Every charter school in the district — and that includes 52 affiliated and more than 200 independent schools — must craft an individual Local Control Accountability Plan (LCAP) to show how it will disperse funds from Governor Jerry Brown’s new Local Control Funding Formula (LCFF).

Traditional LA Unified public schools are covered under the district’s LCAP, so they’ve been spared the extra paperwork.

“This is the fourth major plan that is due this month and on that timeline, the LCAP is the last one that’s due, so my attention has been on the first three,” Joe Martinez, principal of Carpenter Community Charter School in the Valley told LA School Report.

Martinez is also chairman of Valley Affiliated Charter Schools, a coalition of 43 charter schools in the San Fernando Valley who are working together to meet state and federal funding guidelines.

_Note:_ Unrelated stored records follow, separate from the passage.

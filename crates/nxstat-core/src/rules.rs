//! Rule table — the ordered set of package-format detection rules.
//!
//! A [`Rule`] names a format and lists substrings for each of the three
//! classification signals. A [`RuleTable`] keeps rules in priority order:
//! when two rules match the same input in the same signal stage, the one
//! that appears first wins.
//!
//! The built-in table is embedded in the binary via [`include_str!`] so the
//! tool works without any files on disk. Callers extend or replace it through
//! [`RuleTable::insert`] or the `[[rules.format]]` configuration section.

use config::{Config, File, FileFormat};
use serde::Deserialize;

use tracing::warn;

use crate::error::{Error, Result};

const BUILTIN_RULES_SRC: &str = include_str!("rules/builtin.toml");

// ---------------------------------------------------------------------------
// Raw (serde) types — mirror the TOML structure
// ---------------------------------------------------------------------------

/// One `[[format]]` entry as written in TOML.
#[derive(Debug, Clone, Default, PartialEq, Eq, Deserialize)]
pub struct RuleSpec {
    pub name: String,
    #[serde(default)]
    pub user_agents: Vec<String>,
    #[serde(default)]
    pub files: Vec<String>,
    #[serde(default)]
    pub repositories: Vec<String>,
}

#[derive(Debug, Deserialize)]
struct RawTable {
    #[serde(default)]
    format: Vec<RuleSpec>,
}

// ---------------------------------------------------------------------------
// Rule
// ---------------------------------------------------------------------------

/// Detection patterns for a single package format.
///
/// Patterns are stored lowercased; matching is ASCII case-insensitive. The
/// builder methods skip empty patterns, which would otherwise match every
/// request.
#[derive(Debug, Clone, PartialEq, Eq)]
pub struct Rule {
    name: String,
    user_agents: Vec<String>,
    files: Vec<String>,
    repositories: Vec<String>,
}

impl Rule {
    /// Start a rule with no patterns. Chain [`Rule::user_agents`],
    /// [`Rule::files`] and [`Rule::repositories`] to populate it.
    pub fn new(name: impl Into<String>) -> Self {
        Self {
            name: name.into(),
            user_agents: Vec::new(),
            files: Vec::new(),
            repositories: Vec::new(),
        }
    }

    pub fn user_agents<I, S>(mut self, patterns: I) -> Self
    where
        I: IntoIterator<Item = S>,
        S: AsRef<str>,
    {
        self.user_agents.extend(lowercase_all(patterns));
        self
    }

    pub fn files<I, S>(mut self, patterns: I) -> Self
    where
        I: IntoIterator<Item = S>,
        S: AsRef<str>,
    {
        self.files.extend(lowercase_all(patterns));
        self
    }

    pub fn repositories<I, S>(mut self, patterns: I) -> Self
    where
        I: IntoIterator<Item = S>,
        S: AsRef<str>,
    {
        self.repositories.extend(lowercase_all(patterns));
        self
    }

    /// Validate a TOML rule and convert it. `index` is only used in errors.
    pub fn from_spec(index: usize, spec: RuleSpec) -> Result<Self> {
        let name = spec.name.trim();
        if name.is_empty() {
            return Err(Error::EmptyRuleName { index });
        }
        for (signal, patterns) in [
            ("user agent", &spec.user_agents),
            ("file", &spec.files),
            ("repository", &spec.repositories),
        ] {
            if patterns.iter().any(|p| p.is_empty()) {
                return Err(Error::EmptyPattern {
                    rule: name.to_string(),
                    signal,
                });
            }
        }
        let rule = Rule::new(name)
            .user_agents(&spec.user_agents)
            .files(&spec.files)
            .repositories(&spec.repositories);
        if !rule.has_patterns() {
            warn!(rule = name, "format rule has no patterns and never matches");
        }
        Ok(rule)
    }

    pub fn name(&self) -> &str {
        &self.name
    }

    /// True if `user_agent` contains any of this rule's user-agent patterns.
    pub fn matches_user_agent(&self, user_agent: &str) -> bool {
        contains_any(user_agent, &self.user_agents)
    }

    /// True if `path` contains any of this rule's file patterns.
    pub fn matches_file(&self, path: &str) -> bool {
        contains_any(path, &self.files)
    }

    /// True if `repository` contains any of this rule's repository patterns.
    pub fn matches_repository(&self, repository: &str) -> bool {
        contains_any(repository, &self.repositories)
    }

    /// True if the rule has at least one pattern in any signal.
    pub fn has_patterns(&self) -> bool {
        !(self.user_agents.is_empty() && self.files.is_empty() && self.repositories.is_empty())
    }
}

fn lowercase_all<I, S>(patterns: I) -> impl Iterator<Item = String>
where
    I: IntoIterator<Item = S>,
    S: AsRef<str>,
{
    patterns
        .into_iter()
        .filter(|p| !p.as_ref().is_empty())
        .map(|p| p.as_ref().to_lowercase())
}

fn contains_any(haystack: &str, needles: &[String]) -> bool {
    needles
        .iter()
        .any(|needle| contains_ignore_ascii_case(haystack, needle))
}

/// Substring test that folds ASCII case without allocating.
pub(crate) fn contains_ignore_ascii_case(haystack: &str, needle: &str) -> bool {
    let (hay, needle) = (haystack.as_bytes(), needle.as_bytes());
    if needle.is_empty() {
        return true;
    }
    if needle.len() > hay.len() {
        return false;
    }
    hay.windows(needle.len())
        .any(|window| window.eq_ignore_ascii_case(needle))
}

// ---------------------------------------------------------------------------
// RuleTable
// ---------------------------------------------------------------------------

/// Ordered collection of [`Rule`]s. Names are unique.
#[derive(Debug, Clone, Default, PartialEq, Eq)]
pub struct RuleTable {
    rules: Vec<Rule>,
}

impl RuleTable {
    /// An empty table. Every request classifies as the fallback format.
    pub fn new() -> Self {
        Self::default()
    }

    /// The embedded default table.
    pub fn builtin() -> Self {
        let raw: RawTable = Config::builder()
            .add_source(File::from_str(BUILTIN_RULES_SRC, FileFormat::Toml))
            .build()
            .expect("built-in rule table must be valid TOML")
            .try_deserialize()
            .expect("built-in rule table must deserialize correctly");
        Self::from_specs(raw.format).expect("built-in rules must be valid")
    }

    /// Build a table from TOML rule specs, in order.
    pub fn from_specs(specs: impl IntoIterator<Item = RuleSpec>) -> Result<Self> {
        let mut table = Self::new();
        for (index, spec) in specs.into_iter().enumerate() {
            table.insert(Rule::from_spec(index, spec)?);
        }
        Ok(table)
    }

    /// Add a rule at the lowest priority, or replace the rule of the same
    /// name in place (keeping its priority). Returns the replaced rule.
    pub fn insert(&mut self, rule: Rule) -> Option<Rule> {
        match self.rules.iter_mut().find(|r| r.name == rule.name) {
            Some(existing) => Some(std::mem::replace(existing, rule)),
            None => {
                self.rules.push(rule);
                None
            }
        }
    }

    pub fn get(&self, name: &str) -> Option<&Rule> {
        self.rules.iter().find(|r| r.name == name)
    }

    pub fn iter(&self) -> std::slice::Iter<'_, Rule> {
        self.rules.iter()
    }

    pub fn names(&self) -> impl Iterator<Item = &str> {
        self.rules.iter().map(Rule::name)
    }

    pub fn len(&self) -> usize {
        self.rules.len()
    }

    pub fn is_empty(&self) -> bool {
        self.rules.is_empty()
    }
}

impl<'a> IntoIterator for &'a RuleTable {
    type Item = &'a Rule;
    type IntoIter = std::slice::Iter<'a, Rule>;

    fn into_iter(self) -> Self::IntoIter {
        self.iter()
    }
}

impl FromIterator<Rule> for RuleTable {
    fn from_iter<T: IntoIterator<Item = Rule>>(iter: T) -> Self {
        let mut table = Self::new();
        for rule in iter {
            table.insert(rule);
        }
        table
    }
}

// ---------------------------------------------------------------------------
// Tests
// ---------------------------------------------------------------------------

He says all charter schools have been facing deadlines for major issues. Orders for textbooks were due last week, each school’s Single Plan for Student Achievement is due to the state at the end of the week, and next week, they’ll have to finalize their annual budgets for the 2014-15 school year.

“Once those get done, then I’ll start focusing on the LCAP,” Martinez said.

That’s not to say they charters and the district haven’t been preparing for the April 30 LCAP deadline.

Jose Cole-Gutierrez, chief of the charter schools division for the district, met with all affiliated charter school leaders last week.

“We’ve given them templates to use as models so that they’re not all starting from scratch,” he told LA School Report.

“We know there’s a lot on principals’ plates, and the LCAP is new, but we’ve tried to create a web of support [for charter schools],” he said.

The district has assembled a team with members from six offices including Budget Services and the Office of Instruction to help affiliated charter school leaders navigate the new process.

Once the district has approved the charter school LCAPs, they head to the state in July.

When asked if he is stressed about the approaching due date, Martinez laughed and said, “We’re not going to lose sleep over it, we’re just going to make sure it gets done.”